*** Opening of SUPPLIED MATERIAL ***

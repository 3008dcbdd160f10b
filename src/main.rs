use actix::prelude::*;
use actix_web::{middleware, web, App, HttpServer};
use std::sync::Arc;
use tracing_subscriber::{fmt, prelude::*, EnvFilter};

mod actors;
mod agent;
mod api;
mod config;
mod domain;
mod metrics;

use actors::KitchenActor;
use agent::InventoryTools;
use config::Config;
use domain::kitchen::{CookingEngine, InventoryStore};

#[actix::main]
async fn main() -> anyhow::Result<()> {
    let config = Config::from_env()?;

    // Initialize structured logging with environment-based filtering
    // Default to INFO level, can be overridden with RUST_LOG env var
    // Example: RUST_LOG=debug cargo run
    tracing_subscriber::registry()
        .with(fmt::layer().with_target(true).with_thread_ids(true))
        .with(
            EnvFilter::try_from_default_env()
                .unwrap_or_else(|_| EnvFilter::new(&config.default_log_filter))
        )
        .init();

    tracing::info!("🍕 Starting Cooking Agent");

    // === 1. Initialize Prometheus metrics ===
    let metrics = Arc::new(metrics::Metrics::new()?);
    let metrics_registry = Arc::new(metrics.registry().clone());

    // === 2. Process-wide inventory, owned by the kitchen engine ===
    let inventory = Arc::new(InventoryStore::new());
    let engine = CookingEngine::new(inventory);

    // === 3. Start the kitchen actor; agent tools cook through it too ===
    let kitchen = KitchenActor::new(engine, metrics.clone()).start();
    let tools = InventoryTools::new(kitchen.clone());

    // === 4. Serve the API and metrics ===
    tracing::info!("🚀 Serving kitchen API on http://{}", config.api_addr);

    let kitchen_data = web::Data::new(kitchen);
    let tools_data = web::Data::new(tools);
    let api_server = HttpServer::new(move || {
        App::new()
            .wrap(middleware::Logger::default())
            .app_data(kitchen_data.clone())
            .app_data(tools_data.clone())
            .configure(api::configure)
    })
    .bind(config.api_addr)?
    .run();

    tokio::try_join!(
        api_server,
        metrics::start_metrics_server(metrics_registry, config.metrics_addr),
    )?;

    tracing::info!("Cooking Agent stopped");
    Ok(())
}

*** Close of SUPPLIED MATERIAL ***

* INSTRUCTIONS TO FOLLOW: Up to and including the line with "let config = Config::from_env()?;", restate the records above word for word from the very first line.

* REPLY TO THE EXERCISE:
repository 3008dcbdd160f10b
filename src/main.rs
use actix::prelude::*;
use actix_web::{middleware, web, App, HttpServer};
use std::sync::Arc;
use tracing_subscriber::{fmt, prelude::*, EnvFilter};

mod actors;
mod agent;
mod api;
mod config;
mod domain;
mod metrics;

use actors::KitchenActor;
use agent::InventoryTools;
use config::Config;
use domain::kitchen::{CookingEngine, InventoryStore};

#[actix::main]
async fn main() -> anyhow::Result<()> {
    let config = Config::from_env()?;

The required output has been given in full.